Once the steel mill problem has been described and modeled, you use CP Optimizer classes and functions to solve the constraint programming problem.

Solving a problem using constraint programming consists of assigning a value to each decision variable so that all constraints are satisfied and minimize the objective representing the cost of the solution. You may not always know beforehand whether there is a solution that satisfies all the constraints of the problem. In some cases, there may be no solution. In other cases, there may be many solutions to a problem.

You use an instance of the class IloCP to solve a problem expressed in a model. The constructor for IloCP takes an instance of IloModel as an argument.

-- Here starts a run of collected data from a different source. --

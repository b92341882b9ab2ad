//! Tracing subscriber setup
//!
//! `RUST_LOG` wins over `logging.level`. Console output goes to stderr in
//! text or JSON form; when `logging.directory` is set, a daily-rotated plain
//! text file is written there as well.

use anyhow::{Context, Result};
use rebackup_core::config::LoggingConfig;
use tracing_appender::non_blocking::WorkerGuard;
use tracing_subscriber::{fmt, layer::SubscriberExt, util::SubscriberInitExt, EnvFilter};

/// File name prefix for rotated log files
pub const LOG_FILE_PREFIX: &str = "rebackup.log";

/// Installs the global subscriber
///
/// The returned guard flushes the log file on drop; keep it alive for the
/// life of the process.
pub fn init(config: &LoggingConfig) -> Result<Option<WorkerGuard>> {
    let env_filter =
        EnvFilter::try_from_default_env().unwrap_or_else(|_| EnvFilter::new(&config.level));

    let (text_layer, json_layer) = if config.format == "json" {
        let layer = fmt::layer().json().with_writer(std::io::stderr);
        (None, Some(layer))
    } else {
        let layer = fmt::layer().with_target(true).with_writer(std::io::stderr);
        (Some(layer), None)
    };

    let (file_layer, guard) = match &config.directory {
        Some(dir) => {
            std::fs::create_dir_all(dir)
                .with_context(|| format!("Failed to create log directory {}", dir.display()))?;
            let appender = tracing_appender::rolling::daily(dir, LOG_FILE_PREFIX);
            let (writer, guard) = tracing_appender::non_blocking(appender);
            let layer = fmt::layer().with_ansi(false).with_writer(writer);
            (Some(layer), Some(guard))
        }
        None => (None, None),
    };

    tracing_subscriber::registry()
        .with(env_filter)
        .with(text_layer)
        .with(json_layer)
        .with(file_layer)
        .try_init()
        .context("Failed to install tracing subscriber")?;

    Ok(guard)
}

#[cfg(test)]
mod tests {
    use tempfile::TempDir;

    use super::*;

    #[test]
    fn test_init_creates_log_directory() {
        let dir = TempDir::new().unwrap();
        let log_dir = dir.path().join("logs");
        let config = LoggingConfig {
            directory: Some(log_dir.clone()),
            ..LoggingConfig::default()
        };

        let guard = init(&config).unwrap();

        assert!(log_dir.is_dir());
        assert!(guard.is_some());
        tracing::info!("log directory test");
    }
}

Step 10: Create an instance of IloCP

Add the following code after the comment //Create an instance of IloCP


    IloCP cp(model);

Since you know information about the structure of this problem, you can tune the optimizer to help it perform better. Once all the decision variables in the array where have been assigned values, the values for all of the other variables in the model will have been determined through constraint propagation. A search strategy that assigns values to the variables in this array first works well in this problem.

To tune the search to concentrate on the where variables, you create an instance of the class IloSearchPhase which takes the environment and the array of where variables as arguments. This tuning object is then passed as an argument to the IloCP::setSearchPhases method.

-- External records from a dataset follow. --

//! Configuration module for rebackup.
//!
//! Provides typed configuration structs that map to the YAML configuration file,
//! with loading, validation, defaults, and a builder pattern for programmatic use.

use std::{
    path::{Path, PathBuf},
    time::Duration,
};

use anyhow::Context;
use serde::{Deserialize, Serialize};

use crate::domain::{errors::DomainError, newtypes::SyncInterval};

// ---------------------------------------------------------------------------
// Config struct with sub-sections
// ---------------------------------------------------------------------------

/// Top-level configuration for rebackup.
#[derive(Debug, Clone, Default, Serialize, Deserialize)]
#[serde(default)]
pub struct Config {
    pub sync: SyncConfig,
    pub alerts: AlertsConfig,
    pub logging: LoggingConfig,
}

/// Synchronization settings.
#[derive(Debug, Clone, Serialize, Deserialize)]
#[serde(default)]
pub struct SyncConfig {
    /// Directory whose entries are mirrored.
    pub source: PathBuf,
    /// Directory kept in step with `source`; created if missing.
    pub destination: PathBuf,
    /// Minutes to sleep between cycles.
    pub interval_minutes: u64,
}

/// Sound and speech alert settings.
#[derive(Debug, Clone, Serialize, Deserialize)]
#[serde(default)]
pub struct AlertsConfig {
    /// When false, alerts are only logged.
    pub enabled: bool,
    /// Default sound for success alerts.
    pub success_sound: PathBuf,
    /// Default sound for warning alerts.
    pub warning_sound: PathBuf,
    /// Default sound for error alerts.
    pub error_sound: PathBuf,
    /// Directory searched for same-named override sounds. `None` means the
    /// current working directory.
    pub custom_sound_dir: Option<PathBuf>,
    /// Message spoken when a cycle has errors.
    pub error_message: String,
    /// Longest time (ms) an alert call waits for its sound before returning.
    pub settle_delay_ms: u64,
    /// External player program. `None` auto-detects one.
    pub player: Option<String>,
    /// External text-to-speech program. `None` auto-detects one.
    pub speech_engine: Option<String>,
}

/// Logging / tracing settings.
#[derive(Debug, Clone, Serialize, Deserialize)]
#[serde(default)]
pub struct LoggingConfig {
    /// Log level: `trace`, `debug`, `info`, `warn`, or `error`.
    pub level: String,
    /// Output format: `text` or `json`.
    pub format: String,
    /// Directory for daily-rotated log files. `None` logs to stderr only.
    pub directory: Option<PathBuf>,
}

// ---------------------------------------------------------------------------
// Config::load()
// ---------------------------------------------------------------------------

impl Config {
    /// Load configuration from a YAML file at `path`.
    pub fn load(path: &Path) -> anyhow::Result<Self> {
        let content = std::fs::read_to_string(path)?;
        let config: Config = serde_yaml::from_str(&content)?;
        Ok(config)
    }

    /// Load from `path`, or return [`Config::default`] if no file exists there.
    ///
    /// A file that exists but cannot be read or parsed is an error.
    pub fn load_or_default(path: &Path) -> anyhow::Result<Self> {
        match std::fs::read_to_string(path) {
            Ok(content) => serde_yaml::from_str(&content)
                .with_context(|| format!("parse {}", path.display())),
            Err(e) if e.kind() == std::io::ErrorKind::NotFound => Ok(Self::default()),
            Err(e) => Err(e).with_context(|| format!("read {}", path.display())),
        }
    }

    /// Platform-appropriate default path for the configuration file.
    ///
    /// Typically `$XDG_CONFIG_HOME/rebackup/config.yaml` on Linux.
    pub fn default_path() -> PathBuf {
        dirs::config_dir()
            .unwrap_or_else(|| PathBuf::from("~/.config"))
            .join("rebackup")
            .join("config.yaml")
    }
}

impl SyncConfig {
    /// The configured interval as a validated [`SyncInterval`].
    pub fn interval(&self) -> Result<SyncInterval, DomainError> {
        SyncInterval::from_minutes(self.interval_minutes)
    }
}

impl AlertsConfig {
    pub fn settle_delay(&self) -> Duration {
        Duration::from_millis(self.settle_delay_ms)
    }
}

// ---------------------------------------------------------------------------
// Config::default()
// ---------------------------------------------------------------------------

/// Sound shipped next to the binary and used for every alert level.
const DEFAULT_ALERT_SOUND: &str = "data/bad.mp3";

impl Default for SyncConfig {
    fn default() -> Self {
        Self {
            source: PathBuf::from("backups"),
            destination: dirs::data_local_dir()
                .unwrap_or_else(|| PathBuf::from("~/.local/share"))
                .join("rebackup")
                .join("backup"),
            interval_minutes: 60,
        }
    }
}

impl Default for AlertsConfig {
    fn default() -> Self {
        Self {
            enabled: true,
            success_sound: PathBuf::from(DEFAULT_ALERT_SOUND),
            warning_sound: PathBuf::from(DEFAULT_ALERT_SOUND),
            error_sound: PathBuf::from(DEFAULT_ALERT_SOUND),
            custom_sound_dir: None,
            error_message: "backup error".to_string(),
            settle_delay_ms: 1000,
            player: None,
            speech_engine: None,
        }
    }
}

impl Default for LoggingConfig {
    fn default() -> Self {
        Self {
            level: "info".to_string(),
            format: "text".to_string(),
            directory: None,
        }
    }
}

// ---------------------------------------------------------------------------
// Config::validate()
// ---------------------------------------------------------------------------

/// A single validation error found in the configuration.
#[derive(Debug, Clone, PartialEq, Eq)]
pub struct ValidationError {
    /// Dotted path to the offending field, e.g. `"sync.interval_minutes"`.
    pub field: String,
    /// Human-readable explanation.
    pub message: String,
}

impl std::fmt::Display for ValidationError {
    fn fmt(&self, f: &mut std::fmt::Formatter<'_>) -> std::fmt::Result {
        write!(f, "{}: {}", self.field, self.message)
    }
}

/// Valid values for `logging.level`.
const VALID_LOG_LEVELS: &[&str] = &["trace", "debug", "info", "warn", "error"];

/// Valid values for `logging.format`.
const VALID_LOG_FORMATS: &[&str] = &["text", "json"];

/// Upper bound for `alerts.settle_delay_ms`.
const MAX_SETTLE_DELAY_MS: u64 = 60_000;

impl Config {
    /// Validate the configuration and return all errors found.
    ///
    /// An empty vector means the configuration is valid.
    pub fn validate(&self) -> Vec<ValidationError> {
        let mut errors = Vec::new();

        // --- sync ---
        if self.sync.interval_minutes == 0 {
            errors.push(ValidationError {
                field: "sync.interval_minutes".into(),
                message: "must be greater than 0".into(),
            });
        }
        if self.sync.source.as_os_str().is_empty() {
            errors.push(ValidationError {
                field: "sync.source".into(),
                message: "must not be empty".into(),
            });
        }
        if self.sync.destination.as_os_str().is_empty() {
            errors.push(ValidationError {
                field: "sync.destination".into(),
                message: "must not be empty".into(),
            });
        }
        if !self.sync.source.as_os_str().is_empty() && self.sync.source == self.sync.destination {
            errors.push(ValidationError {
                field: "sync.destination".into(),
                message: format!(
                    "must differ from sync.source ({})",
                    self.sync.source.display()
                ),
            });
        }

        // --- alerts ---
        if self.alerts.enabled {
            for (field, path) in [
                ("alerts.success_sound", &self.alerts.success_sound),
                ("alerts.warning_sound", &self.alerts.warning_sound),
                ("alerts.error_sound", &self.alerts.error_sound),
            ] {
                if path.file_name().is_none() {
                    errors.push(ValidationError {
                        field: field.into(),
                        message: format!("must name a file: '{}'", path.display()),
                    });
                }
            }
            if self.alerts.error_message.trim().is_empty() {
                errors.push(ValidationError {
                    field: "alerts.error_message".into(),
                    message: "must not be empty".into(),
                });
            }
        }
        if self.alerts.settle_delay_ms > MAX_SETTLE_DELAY_MS {
            errors.push(ValidationError {
                field: "alerts.settle_delay_ms".into(),
                message: format!("must not exceed {MAX_SETTLE_DELAY_MS}"),
            });
        }

        // --- logging ---
        if !VALID_LOG_LEVELS.contains(&self.logging.level.as_str()) {
            errors.push(ValidationError {
                field: "logging.level".into(),
                message: format!(
                    "invalid level '{}'; valid options: {}",
                    self.logging.level,
                    VALID_LOG_LEVELS.join(", ")
                ),
            });
        }
        if !VALID_LOG_FORMATS.contains(&self.logging.format.as_str()) {
            errors.push(ValidationError {
                field: "logging.format".into(),
                message: format!(
                    "invalid format '{}'; valid options: {}",
                    self.logging.format,
                    VALID_LOG_FORMATS.join(", ")
                ),
            });
        }

        errors
    }
}

// ---------------------------------------------------------------------------
// ConfigBuilder
// ---------------------------------------------------------------------------

/// Fluent builder for [`Config`].
///
/// Starts from defaults and lets callers override individual fields.
///
/// ```rust
/// use rebackup_core::config::ConfigBuilder;
/// use std::path::PathBuf;
///
/// let cfg = ConfigBuilder::new()
///     .sync_source(PathBuf::from("/srv/backups"))
///     .sync_destination(PathBuf::from("/mnt/archive"))
///     .sync_interval_minutes(15)
///     .logging_level("debug")
///     .build();
///
/// assert_eq!(cfg.sync.interval_minutes, 15);
/// ```
#[derive(Debug, Clone)]
pub struct ConfigBuilder {
    config: Config,
}

impl ConfigBuilder {
    /// Create a builder pre-populated with [`Config::default`] values.
    pub fn new() -> Self {
        Self {
            config: Config::default(),
        }
    }

    /// Start from an existing configuration, e.g. one loaded from disk.
    pub fn from_config(config: Config) -> Self {
        Self { config }
    }

    // --- sync ---

    pub fn sync_source(mut self, source: PathBuf) -> Self {
        self.config.sync.source = source;
        self
    }

    pub fn sync_destination(mut self, destination: PathBuf) -> Self {
        self.config.sync.destination = destination;
        self
    }

    pub fn sync_interval_minutes(mut self, minutes: u64) -> Self {
        self.config.sync.interval_minutes = minutes;
        self
    }

    // --- alerts ---

    pub fn alerts_enabled(mut self, enabled: bool) -> Self {
        self.config.alerts.enabled = enabled;
        self
    }

    /// Use the same default sound for all three alert levels.
    pub fn alerts_sound(mut self, sound: PathBuf) -> Self {
        self.config.alerts.success_sound = sound.clone();
        self.config.alerts.warning_sound = sound.clone();
        self.config.alerts.error_sound = sound;
        self
    }

    pub fn alerts_custom_sound_dir(mut self, dir: PathBuf) -> Self {
        self.config.alerts.custom_sound_dir = Some(dir);
        self
    }

    pub fn alerts_error_message(mut self, message: impl Into<String>) -> Self {
        self.config.alerts.error_message = message.into();
        self
    }

    pub fn alerts_settle_delay_ms(mut self, ms: u64) -> Self {
        self.config.alerts.settle_delay_ms = ms;
        self
    }

    pub fn alerts_player(mut self, program: impl Into<String>) -> Self {
        self.config.alerts.player = Some(program.into());
        self
    }

    pub fn alerts_speech_engine(mut self, program: impl Into<String>) -> Self {
        self.config.alerts.speech_engine = Some(program.into());
        self
    }

    // --- logging ---

    pub fn logging_level(mut self, level: impl Into<String>) -> Self {
        self.config.logging.level = level.into();
        self
    }

    pub fn logging_format(mut self, format: impl Into<String>) -> Self {
        self.config.logging.format = format.into();
        self
    }

    pub fn logging_directory(mut self, dir: PathBuf) -> Self {
        self.config.logging.directory = Some(dir);
        self
    }

    /// Consume the builder and return the [`Config`] without validation.
    pub fn build(self) -> Config {
        self.config
    }

    /// Consume the builder, validate, and return the [`Config`] or errors.
    pub fn build_validated(self) -> Result<Config, Vec<ValidationError>> {
        let errors = self.config.validate();
        if errors.is_empty() {
            Ok(self.config)
        } else {
            Err(errors)
        }
    }
}

impl Default for ConfigBuilder {
    fn default() -> Self {
        Self::new()
    }
}

// ---------------------------------------------------------------------------
// Tests
// ---------------------------------------------------------------------------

Step 11: Search for a solution

Add the following code after the comment //Search for a solution


    cp.setSearchPhases(IloSearchPhase(env, where));
    if (cp.solve()){
      cp.out() << "Optimal value: " << cp.getValue(obj) << std::endl;
      for (m = 0; m < nbSlabs; m++) {
        IloInt p = 0;
        for (o = 0; o < nbOrders; o++)
          p += cp.getValue(where[o]) == m;
        if (p == 0) continue;
        cp.out() << "Slab " << m << " is used for order";
        if (p > 1) cp.out() << "s";
        cp.out() << " :";
        for (o = 0; o < nbOrders; o++) {
          if (cp.getValue(where[o]) == m)
            cp.out() << " " << o;
        }
        cp.out() << std::endl;
      }
    }

Step 12: Compile and run the program

Compile and run the program. You should get the following results:


Optimal value: 0
Slab 0 is used for orders : 0 8
Slab 1 is used for orders : 2 11
Slab 2 is used for orders : 5 6
Slab 3 is used for orders : 1 10
Slab 4 is used for orders : 3 9
Slab 5 is used for orders : 4 7

As you can see, sixslabs are used and the orders have been distributed such that there is no loss.

The complete program can be viewed online in the <Install_dir>/cpoptimizer/examples/src/cpp/steelmill.cpp file.